Acquired circumscribed facial dermal melanocytosis appears in women in middle age of life, characterized by the presence of grayish-brown macules on the forehead, temporal region, eyelids, malar region and nasal dorsum, clinically similar to Nevus of Ota. There are other diseases with hyperchromic macules. Actinic lichen planus appears in individuals that are exposed to the sun for a long time, so it usually appears in spring or summer and fades during winter.
It occurs more frequently in women and during the third decade of life, manifesting as hyperpigmented circinate or annular macules with a tendency to coalescence, located in the cephalic pole and practically asymptomatic. Lichen planus pigmentosum, ashy dermatitis, ashy dermatosis or dyschromic erythema perstans consists of the appearance of hyperpigmented macules, preceded or not by erythema, in any area of ​​the body, but much more commonly on the trunk and extremities.
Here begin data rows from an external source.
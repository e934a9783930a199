//! Keyed snapshot storage backends.
//!
//! A [`SnapshotStorage`] maps a scenario key to one opaque document. Two
//! backends are provided: [`MemoryStorage`] for tests and throwaway sessions,
//! and [`FileStorage`], which keeps one `<key>.json` per scenario.

use std::collections::HashMap;
use std::fmt;
use std::fs;
use std::io;
use std::path::{Path, PathBuf};

use tracing::debug;

use crate::error::PersistenceError;

/// Durable keyed storage for snapshot documents.
pub trait SnapshotStorage: fmt::Debug + Send {
    /// Read the document stored under `key`, or `None` if there is none.
    ///
    /// # Errors
    ///
    /// Returns [`PersistenceError`] if the key is invalid or the read fails.
    fn read(&self, key: &str) -> Result<Option<Vec<u8>>, PersistenceError>;

    /// Replace the document stored under `key`.
    ///
    /// # Errors
    ///
    /// Returns [`PersistenceError`] if the key is invalid or the write fails.
    fn write(&mut self, key: &str, bytes: &[u8]) -> Result<(), PersistenceError>;
}

/// Check that a scenario key is usable as a file stem.
///
/// # Errors
///
/// Returns [`PersistenceError::InvalidKey`] for an empty key or one with
/// characters outside `[A-Za-z0-9_-]`.
pub fn validate_key(key: &str) -> Result<(), PersistenceError> {
    let valid = !key.is_empty()
        && key
            .chars()
            .all(|c| c.is_ascii_alphanumeric() || c == '_' || c == '-');
    if valid {
        Ok(())
    } else {
        Err(PersistenceError::InvalidKey(key.to_string()))
    }
}

/// Snapshots held in process memory.
#[derive(Debug, Clone, Default)]
pub struct MemoryStorage {
    entries: HashMap<String, Vec<u8>>,
}

impl MemoryStorage {
    #[must_use]
    pub fn new() -> Self {
        Self::default()
    }

    /// Number of stored documents.
    #[must_use]
    pub fn len(&self) -> usize {
        self.entries.len()
    }

    #[must_use]
    pub fn is_empty(&self) -> bool {
        self.entries.is_empty()
    }
}

impl SnapshotStorage for MemoryStorage {
    fn read(&self, key: &str) -> Result<Option<Vec<u8>>, PersistenceError> {
        validate_key(key)?;
        Ok(self.entries.get(key).cloned())
    }

    fn write(&mut self, key: &str, bytes: &[u8]) -> Result<(), PersistenceError> {
        validate_key(key)?;
        self.entries.insert(key.to_string(), bytes.to_vec());
        Ok(())
    }
}

/// Snapshots stored as `<dir>/<key>.json`.
///
/// Writes go to a temporary sibling first and are renamed into place, so a
/// crash mid-write leaves the previous snapshot intact.
///
/// Reads and writes are blocking `std::fs` calls made on the caller's
/// thread. Inside the bridge that is the runtime task itself, which stalls
/// command handling for the length of one small write. Large rosters should
/// wrap this backend in one that hands writes to `spawn_blocking`.
#[derive(Debug, Clone)]
pub struct FileStorage {
    dir: PathBuf,
}

impl FileStorage {
    /// Store snapshots under `dir`. The directory is created on first write.
    #[must_use]
    pub fn new(dir: impl Into<PathBuf>) -> Self {
        Self { dir: dir.into() }
    }

    #[must_use]
    pub fn dir(&self) -> &Path {
        &self.dir
    }

    /// The file a key is stored in.
    ///
    /// # Errors
    ///
    /// Returns [`PersistenceError::InvalidKey`] for an unusable key.
    pub fn path_for(&self, key: &str) -> Result<PathBuf, PersistenceError> {
        validate_key(key)?;
        Ok(self.dir.join(format!("{key}.json")))
    }
}

impl SnapshotStorage for FileStorage {
    fn read(&self, key: &str) -> Result<Option<Vec<u8>>, PersistenceError> {
        let path = self.path_for(key)?;
        match fs::read(&path) {
            Ok(bytes) => Ok(Some(bytes)),
            Err(e) if e.kind() == io::ErrorKind::NotFound => Ok(None),
            Err(e) => Err(e.into()),
        }
    }

    fn write(&mut self, key: &str, bytes: &[u8]) -> Result<(), PersistenceError> {
        let path = self.path_for(key)?;
        fs::create_dir_all(&self.dir)?;
        let tmp = path.with_extension("json.tmp");
        fs::write(&tmp, bytes)?;
        fs::rename(&tmp, &path)?;
        debug!(path = %path.display(), bytes = bytes.len(), "snapshot written");
        Ok(())
    }
}
//! JSON snapshot codec.
//!
//! A snapshot is a JSON array, one object per entity, in store order:
//!
//! ```json
//! [{"id": "npc-1", "name": "Mira", "position": [120.0, 48.5], "status": "idle", "map": "harbor"}]
//! ```
//!
//! Movement is never written: a moving entity is stored idle at its last
//! computed position. Decoding is per record, so one bad entry does not cost
//! the rest of the file.

use std::collections::HashSet;

use npc_math::DVec2;
use npc_position::{EntityId, EntitySnapshot, MapId, MovementStatus};
use serde::{Deserialize, Serialize};
use serde_json::Value;
use tracing::warn;

use crate::error::PersistenceError;

/// One persisted entity.
#[derive(Debug, Clone, PartialEq, Serialize, Deserialize)]
pub struct PersistedEntity {
    pub id: EntityId,
    pub name: String,
    pub position: [f64; 2],
    /// Always [`MovementStatus::Idle`] when written by this crate.
    pub status: MovementStatus,
    #[serde(default, skip_serializing_if = "Option::is_none")]
    pub map: Option<MapId>,
}

impl PersistedEntity {
    /// Build the persisted form of a snapshot, coercing movement to idle.
    #[must_use]
    pub fn from_snapshot(snapshot: &EntitySnapshot) -> Self {
        Self {
            id: snapshot.id.clone(),
            name: snapshot.display_name.clone(),
            position: snapshot.position.to_array(),
            status: MovementStatus::Idle,
            map: snapshot.map.clone(),
        }
    }

    #[must_use]
    pub fn position(&self) -> DVec2 {
        DVec2::from_array(self.position)
    }
}

/// Records recovered from a snapshot document.
#[derive(Debug, Clone, Default, PartialEq)]
pub struct DecodedSnapshot {
    /// Valid records, in document order, first occurrence of each id.
    pub entities: Vec<PersistedEntity>,
    /// Entries that were malformed, had an empty id or non-finite
    /// position, or repeated an earlier id.
    pub skipped: usize,
}

/// Encode entity snapshots to JSON bytes.
///
/// # Errors
///
/// Returns [`PersistenceError::Encode`] if serialisation fails.
pub fn encode_snapshot(entities: &[EntitySnapshot]) -> Result<Vec<u8>, PersistenceError> {
    let records: Vec<PersistedEntity> = entities.iter().map(PersistedEntity::from_snapshot).collect();
    serde_json::to_vec_pretty(&records).map_err(PersistenceError::Encode)
}

/// Decode a snapshot document, skipping entries that cannot be used.
///
/// # Errors
///
/// Returns [`PersistenceError::Decode`] only if the document as a whole is
/// not a JSON array.
pub fn decode_snapshot(bytes: &[u8]) -> Result<DecodedSnapshot, PersistenceError> {
    let entries: Vec<Value> = serde_json::from_slice(bytes).map_err(PersistenceError::Decode)?;

    let mut decoded = DecodedSnapshot::default();
    let mut seen = HashSet::new();

    for (index, entry) in entries.into_iter().enumerate() {
        let record: PersistedEntity = match serde_json::from_value(entry) {
            Ok(record) => record,
            Err(e) => {
                warn!(index, error = %e, "skipping unreadable snapshot record");
                decoded.skipped += 1;
                continue;
            }
        };

        if record.id.as_str().is_empty() || !record.position().is_finite() {
            warn!(index, id = %record.id, "skipping invalid snapshot record");
            decoded.skipped += 1;
            continue;
        }

        if !seen.insert(record.id.clone()) {
            warn!(index, id = %record.id, "skipping duplicate snapshot record");
            decoded.skipped += 1;
            continue;
        }

        decoded.entities.push(record);
    }

    Ok(decoded)
}
// This Source Code Form is subject to the terms of the Mozilla Public License, v. 2.0. If a copy
// of the MPL was not distributed with this file, You can obtain one at
// http://mozilla.org/MPL/2.0/.
//
// SPDX-License-Identifier: MPL-2.0

//! Common types used in multiple modules.

use binrw::binrw;
use thiserror::Error;

/// Result type alias that uses the crate-wide [`Error`] type.
pub type Result<T> = std::result::Result<T, Error>;

/// Errors that can occur while decoding an export.
///
/// Only conditions that abort the current file surface here; recoverable conditions (unknown
/// string encodings, unknown tag types, malformed individual cue entries, dangling foreign keys)
/// are logged and decoding continues.
#[derive(Debug, Error)]
#[non_exhaustive]
pub enum Error {
    /// Underlying I/O failure while opening or reading a file.
    #[error("i/o error")]
    Io(#[from] std::io::Error),
    /// A read went past the end of the byte source.
    #[error("unexpected end of data at offset {at:#x} ({needed} more bytes needed)")]
    Truncated {
        /// Offset at which the read started.
        at: u64,
        /// Number of bytes that were missing.
        needed: u64,
    },
    /// The file does not start with the expected magic value.
    #[error("bad magic at offset {at:#x}: {found}")]
    BadMagic {
        /// Offset of the magic value.
        at: u64,
        /// Description of the expected and encountered values.
        found: String,
    },
    /// A table type occurs more than once in the database header.
    #[error("duplicate table of type {page_type}")]
    DuplicateTable {
        /// The offending table type.
        page_type: String,
    },
    /// A page could not be decoded (truncated, cyclic chain, inconsistent header).
    #[error("malformed page {page_index} at offset {at:#x}: {reason}")]
    MalformedPage {
        /// Index of the offending page.
        page_index: u32,
        /// File offset of the page.
        at: u64,
        /// Description of the problem.
        reason: String,
    },
    /// A row could not be decoded (offset out of bounds, overrun, undecodable body).
    #[error("malformed row at offset {at:#x}: {reason}")]
    MalformedRow {
        /// File offset of the row.
        at: u64,
        /// Description of the problem.
        reason: String,
    },
    /// An analysis file section could not be decoded.
    #[error("malformed tag at offset {at:#x}: {reason}")]
    MalformedTag {
        /// File offset of the section.
        at: u64,
        /// Description of the problem.
        reason: String,
    },
}

impl Error {
    pub(crate) fn malformed_page(page_index: u32, at: u64, reason: impl ToString) -> Self {
        Self::MalformedPage {
            page_index,
            at,
            reason: reason.to_string(),
        }
    }

    pub(crate) fn malformed_row(at: u64, reason: impl ToString) -> Self {
        Self::MalformedRow {
            at,
            reason: reason.to_string(),
        }
    }

    pub(crate) fn malformed_tag(at: u64, reason: impl ToString) -> Self {
        Self::MalformedTag {
            at,
            reason: reason.to_string(),
        }
    }
}

impl From<binrw::Error> for Error {
    fn from(err: binrw::Error) -> Self {
        match err {
            binrw::Error::Io(err) => Self::Io(err),
            binrw::Error::BadMagic { pos, found } => Self::BadMagic {
                at: pos,
                found: format!("{found:?}"),
            },
            err => {
                let at = match &err {
                    binrw::Error::AssertFail { pos, .. }
                    | binrw::Error::Custom { pos, .. }
                    | binrw::Error::NoVariantMatch { pos }
                    | binrw::Error::EnumErrors { pos, .. } => *pos,
                    _ => 0,
                };
                Self::MalformedRow {
                    at,
                    reason: err.to_string(),
                }
            }
        }
    }
}

/// Indexed color identifiers used for memory cues and tracks.
#[binrw]
#[derive(Debug, PartialEq, Eq, PartialOrd, Ord, Clone, Copy, Hash)]
pub enum ColorIndex {
    /// No color.
    #[brw(magic = 0u8)]
    None,
    /// Pink color.
    #[brw(magic = 1u8)]
    Pink,
    /// Red color.
    #[brw(magic = 2u8)]
    Red,
    /// Orange color.
    #[brw(magic = 3u8)]
    Orange,
    /// Yellow color.
    #[brw(magic = 4u8)]
    Yellow,
    /// Green color.
    #[brw(magic = 5u8)]
    Green,
    /// Aqua color.
    #[brw(magic = 6u8)]
    Aqua,
    /// Blue color.
    #[brw(magic = 7u8)]
    Blue,
    /// Purple color.
    #[brw(magic = 8u8)]
    Purple,
    /// Color identifier outside the documented palette.
    Unknown(u8),
}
Finally, there are drugsthat produce lichenoid-type reactions, such as gold, arsenical derivatives, mepacrine, quinine, quinidine, streptomycin, and penicillamine. This makes it mandatory for all cases of facial melanosis to be studied by the dermatologist and then establish a natural comprehensive treatment that covers not only the face.


Melasma is usually diagnosed simply by sight or with the help of a Wood’s lamp, with which excess melanin in the skin can be easily distinguished.


Melasma is considered one of the most difficult to treat dermatological pathologies, and patients frequently suffer rebounds of increasingly stubborn spots due, among other things, to the fact that they are in a hurry to perform procedures that are only aesthetic, and since in dermatology conventionally practically only this has been done.
There are two parts to the treatment of melasma, one part is the internal treatment that is intended to reduce or nullify the conditions that cause the spots and an external or aesthetic dermo-cosmetic treatment. General care – Photo protection. Photo sunscreen protectors should be used three times a day, both in front of natural light and artificial lights and television or computer monitors. -Cosmetic camouflage with dermatologically tested hypoallergenic products.
Depigmenting agents. In relation to depigmenting agents, there is a wide range of depigmenting agents. All these agents make it possible to whiten the skin, often only temporarily, the reappearance of melasma being quite frequent shortly after stopping treatment. These products are handled by the dermatologist, topical formulations are made.
Peeling. It is the application of a substance on the skin causing skin exfoliation and skin turnover. A whiter skin is obtained and pigmented epidermis is replaced with new skin. The alpha hydroxy acid peels and phytopeeling are performed periodically; During the treatment the patient can continue their normal activities and women can continue to apply makeup without any problem. Other stronger chemical and laser peels would only be indicated in some cases already previously treated and well controlled.